*TASK ITEM*. Type every record exactly as it appears.

[Opening MATERIAL FOR THIS TASK section]

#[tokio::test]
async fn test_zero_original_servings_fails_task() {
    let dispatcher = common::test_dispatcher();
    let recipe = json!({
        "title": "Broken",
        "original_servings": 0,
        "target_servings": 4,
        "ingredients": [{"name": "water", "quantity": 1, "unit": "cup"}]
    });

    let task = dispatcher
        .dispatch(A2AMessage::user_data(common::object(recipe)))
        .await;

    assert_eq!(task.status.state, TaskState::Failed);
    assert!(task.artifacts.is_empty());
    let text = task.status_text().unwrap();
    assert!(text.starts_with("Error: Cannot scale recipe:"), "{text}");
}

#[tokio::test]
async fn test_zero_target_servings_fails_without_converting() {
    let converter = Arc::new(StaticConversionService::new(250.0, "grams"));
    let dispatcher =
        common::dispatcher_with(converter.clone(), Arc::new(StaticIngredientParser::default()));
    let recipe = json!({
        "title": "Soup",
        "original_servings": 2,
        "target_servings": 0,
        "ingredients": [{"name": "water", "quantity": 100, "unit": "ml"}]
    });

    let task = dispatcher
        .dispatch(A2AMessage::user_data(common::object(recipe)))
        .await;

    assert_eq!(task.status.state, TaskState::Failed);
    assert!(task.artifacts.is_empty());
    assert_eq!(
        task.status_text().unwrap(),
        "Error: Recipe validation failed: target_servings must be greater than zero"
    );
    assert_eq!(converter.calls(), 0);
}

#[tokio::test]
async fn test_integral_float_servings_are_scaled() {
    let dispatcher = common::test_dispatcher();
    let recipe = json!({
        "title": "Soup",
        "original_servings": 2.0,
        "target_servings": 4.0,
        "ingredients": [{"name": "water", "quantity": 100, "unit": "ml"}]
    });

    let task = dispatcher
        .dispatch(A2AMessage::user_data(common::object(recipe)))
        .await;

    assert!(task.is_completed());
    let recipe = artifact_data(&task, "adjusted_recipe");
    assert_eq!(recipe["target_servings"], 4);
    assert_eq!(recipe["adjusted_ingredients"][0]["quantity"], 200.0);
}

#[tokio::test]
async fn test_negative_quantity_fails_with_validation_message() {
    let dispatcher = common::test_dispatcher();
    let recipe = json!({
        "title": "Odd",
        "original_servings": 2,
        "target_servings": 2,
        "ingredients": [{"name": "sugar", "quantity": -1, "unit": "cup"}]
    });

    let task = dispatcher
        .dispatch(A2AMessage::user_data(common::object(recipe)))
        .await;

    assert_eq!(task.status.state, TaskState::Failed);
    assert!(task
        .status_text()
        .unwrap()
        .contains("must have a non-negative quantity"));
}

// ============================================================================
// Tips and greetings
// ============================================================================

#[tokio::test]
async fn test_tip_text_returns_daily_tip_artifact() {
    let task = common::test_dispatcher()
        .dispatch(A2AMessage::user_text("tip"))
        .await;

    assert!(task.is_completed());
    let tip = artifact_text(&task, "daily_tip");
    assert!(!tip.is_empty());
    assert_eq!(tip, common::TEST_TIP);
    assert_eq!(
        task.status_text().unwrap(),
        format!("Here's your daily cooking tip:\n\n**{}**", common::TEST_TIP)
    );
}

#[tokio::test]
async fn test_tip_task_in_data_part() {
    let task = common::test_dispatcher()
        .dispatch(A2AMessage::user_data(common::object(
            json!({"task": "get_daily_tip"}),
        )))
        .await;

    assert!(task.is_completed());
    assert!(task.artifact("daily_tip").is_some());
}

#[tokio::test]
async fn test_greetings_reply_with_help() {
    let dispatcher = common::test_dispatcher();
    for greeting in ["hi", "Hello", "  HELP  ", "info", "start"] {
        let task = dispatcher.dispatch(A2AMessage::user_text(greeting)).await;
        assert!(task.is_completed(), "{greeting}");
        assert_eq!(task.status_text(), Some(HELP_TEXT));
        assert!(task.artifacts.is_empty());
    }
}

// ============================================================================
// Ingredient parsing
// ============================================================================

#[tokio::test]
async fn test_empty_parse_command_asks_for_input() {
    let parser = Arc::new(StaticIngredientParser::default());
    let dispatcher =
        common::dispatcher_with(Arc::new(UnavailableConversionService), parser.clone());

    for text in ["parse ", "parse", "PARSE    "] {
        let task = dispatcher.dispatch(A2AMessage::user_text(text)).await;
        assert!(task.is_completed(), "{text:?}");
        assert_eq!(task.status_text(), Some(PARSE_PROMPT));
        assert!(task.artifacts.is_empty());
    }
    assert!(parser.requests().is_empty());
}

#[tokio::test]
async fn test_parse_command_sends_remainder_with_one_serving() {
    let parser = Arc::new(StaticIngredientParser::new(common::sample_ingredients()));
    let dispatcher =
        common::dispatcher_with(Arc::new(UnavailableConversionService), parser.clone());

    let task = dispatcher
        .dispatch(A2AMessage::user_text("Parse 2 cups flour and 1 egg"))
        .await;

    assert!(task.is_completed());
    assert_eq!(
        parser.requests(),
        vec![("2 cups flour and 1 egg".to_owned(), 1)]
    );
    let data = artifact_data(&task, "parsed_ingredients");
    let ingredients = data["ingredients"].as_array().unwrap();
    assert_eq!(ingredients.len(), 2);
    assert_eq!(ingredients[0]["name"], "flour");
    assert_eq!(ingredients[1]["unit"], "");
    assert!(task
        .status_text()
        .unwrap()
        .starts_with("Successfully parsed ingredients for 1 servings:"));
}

[Closing MATERIAL FOR THIS TASK section]

*ANSWER BOX*.
#[tokio::test]
async fn test_zero_original_servings_fails_task() {
    let dispatcher = common::test_dispatcher();
    let recipe = json!({
        "title": "Broken",
        "original_servings": 0,
        "target_servings": 4,
        "ingredients": [{"name": "water", "quantity": 1, "unit": "cup"}]
    });

    let task = dispatcher
        .dispatch(A2AMessage::user_data(common::object(recipe)))
        .await;

    assert_eq!(task.status.state, TaskState::Failed);
    assert!(task.artifacts.is_empty());
    let text = task.status_text().unwrap();
    assert!(text.starts_with("Error: Cannot scale recipe:"), "{text}");
}

#[tokio::test]
async fn test_zero_target_servings_fails_without_converting() {
    let converter = Arc::new(StaticConversionService::new(250.0, "grams"));
    let dispatcher =
        common::dispatcher_with(converter.clone(), Arc::new(StaticIngredientParser::default()));
    let recipe = json!({
        "title": "Soup",
        "original_servings": 2,
        "target_servings": 0,
        "ingredients": [{"name": "water", "quantity": 100, "unit": "ml"}]
    });

    let task = dispatcher
        .dispatch(A2AMessage::user_data(common::object(recipe)))
        .await;

    assert_eq!(task.status.state, TaskState::Failed);
    assert!(task.artifacts.is_empty());
    assert_eq!(
        task.status_text().unwrap(),
        "Error: Recipe validation failed: target_servings must be greater than zero"
    );
    assert_eq!(converter.calls(), 0);
}

#[tokio::test]
async fn test_integral_float_servings_are_scaled() {
    let dispatcher = common::test_dispatcher();
    let recipe = json!({
        "title": "Soup",
        "original_servings": 2.0,
        "target_servings": 4.0,
        "ingredients": [{"name": "water", "quantity": 100, "unit": "ml"}]
    });

    let task = dispatcher
        .dispatch(A2AMessage::user_data(common::object(recipe)))
        .await;

    assert!(task.is_completed());
    let recipe = artifact_data(&task, "adjusted_recipe");
    assert_eq!(recipe["target_servings"], 4);
    assert_eq!(recipe["adjusted_ingredients"][0]["quantity"], 200.0);
}

#[tokio::test]
async fn test_negative_quantity_fails_with_validation_message() {
    let dispatcher = common::test_dispatcher();
    let recipe = json!({
        "title": "Odd",
        "original_servings": 2,
        "target_servings": 2,
        "ingredients": [{"name": "sugar", "quantity": -1, "unit": "cup"}]
    });

    let task = dispatcher
        .dispatch(A2AMessage::user_data(common::object(recipe)))
        .await;

    assert_eq!(task.status.state, TaskState::Failed);
    assert!(task
        .status_text()
        .unwrap()
        .contains("must have a non-negative quantity"));
}

// ============================================================================
// Tips and greetings
// ============================================================================

#[tokio::test]
async fn test_tip_text_returns_daily_tip_artifact() {
    let task = common::test_dispatcher()
        .dispatch(A2AMessage::user_text("tip"))
        .await;

    assert!(task.is_completed());
    let tip = artifact_text(&task, "daily_tip");
    assert!(!tip.is_empty());
    assert_eq!(tip, common::TEST_TIP);
    assert_eq!(
        task.status_text().unwrap(),
        format!("Here's your daily cooking tip:\n\n**{}**", common::TEST_TIP)
    );
}

#[tokio::test]
async fn test_tip_task_in_data_part() {
    let task = common::test_dispatcher()
        .dispatch(A2AMessage::user_data(common::object(
            json!({"task": "get_daily_tip"}),
        )))
        .await;

    assert!(task.is_completed());
    assert!(task.artifact("daily_tip").is_some());
}

#[tokio::test]
async fn test_greetings_reply_with_help() {
    let dispatcher = common::test_dispatcher();
    for greeting in ["hi", "Hello", "  HELP  ", "info", "start"] {
        let task = dispatcher.dispatch(A2AMessage::user_text(greeting)).await;
        assert!(task.is_completed(), "{greeting}");
        assert_eq!(task.status_text(), Some(HELP_TEXT));
        assert!(task.artifacts.is_empty());
    }
}

// ============================================================================
// Ingredient parsing
// ============================================================================

#[tokio::test]
async fn test_empty_parse_command_asks_for_input() {
    let parser = Arc::new(StaticIngredientParser::default());
    let dispatcher =
        common::dispatcher_with(Arc::new(UnavailableConversionService), parser.clone());

    for text in ["parse ", "parse", "PARSE    "] {
        let task = dispatcher.dispatch(A2AMessage::user_text(text)).await;
        assert!(task.is_completed(), "{text:?}");
        assert_eq!(task.status_text(), Some(PARSE_PROMPT));
        assert!(task.artifacts.is_empty());
    }
    assert!(parser.requests().is_empty());
}

#[tokio::test]
async fn test_parse_command_sends_remainder_with_one_serving() {
    let parser = Arc::new(StaticIngredientParser::new(common::sample_ingredients()));
    let dispatcher =
        common::dispatcher_with(Arc::new(UnavailableConversionService), parser.clone());

    let task = dispatcher
        .dispatch(A2AMessage::user_text("Parse 2 cups flour and 1 egg"))
        .await;

    assert!(task.is_completed());
    assert_eq!(
        parser.requests(),
        vec![("2 cups flour and 1 egg".to_owned(), 1)]
    );
    let data = artifact_data(&task, "parsed_ingredients");
    let ingredients = data["ingredients"].as_array().unwrap();
    assert_eq!(ingredients.len(), 2);
    assert_eq!(ingredients[0]["name"], "flour");
    assert_eq!(ingredients[1]["unit"], "");
    assert!(task
        .status_text()
        .unwrap()
        .starts_with("Successfully parsed ingredients for 1 servings:"));
}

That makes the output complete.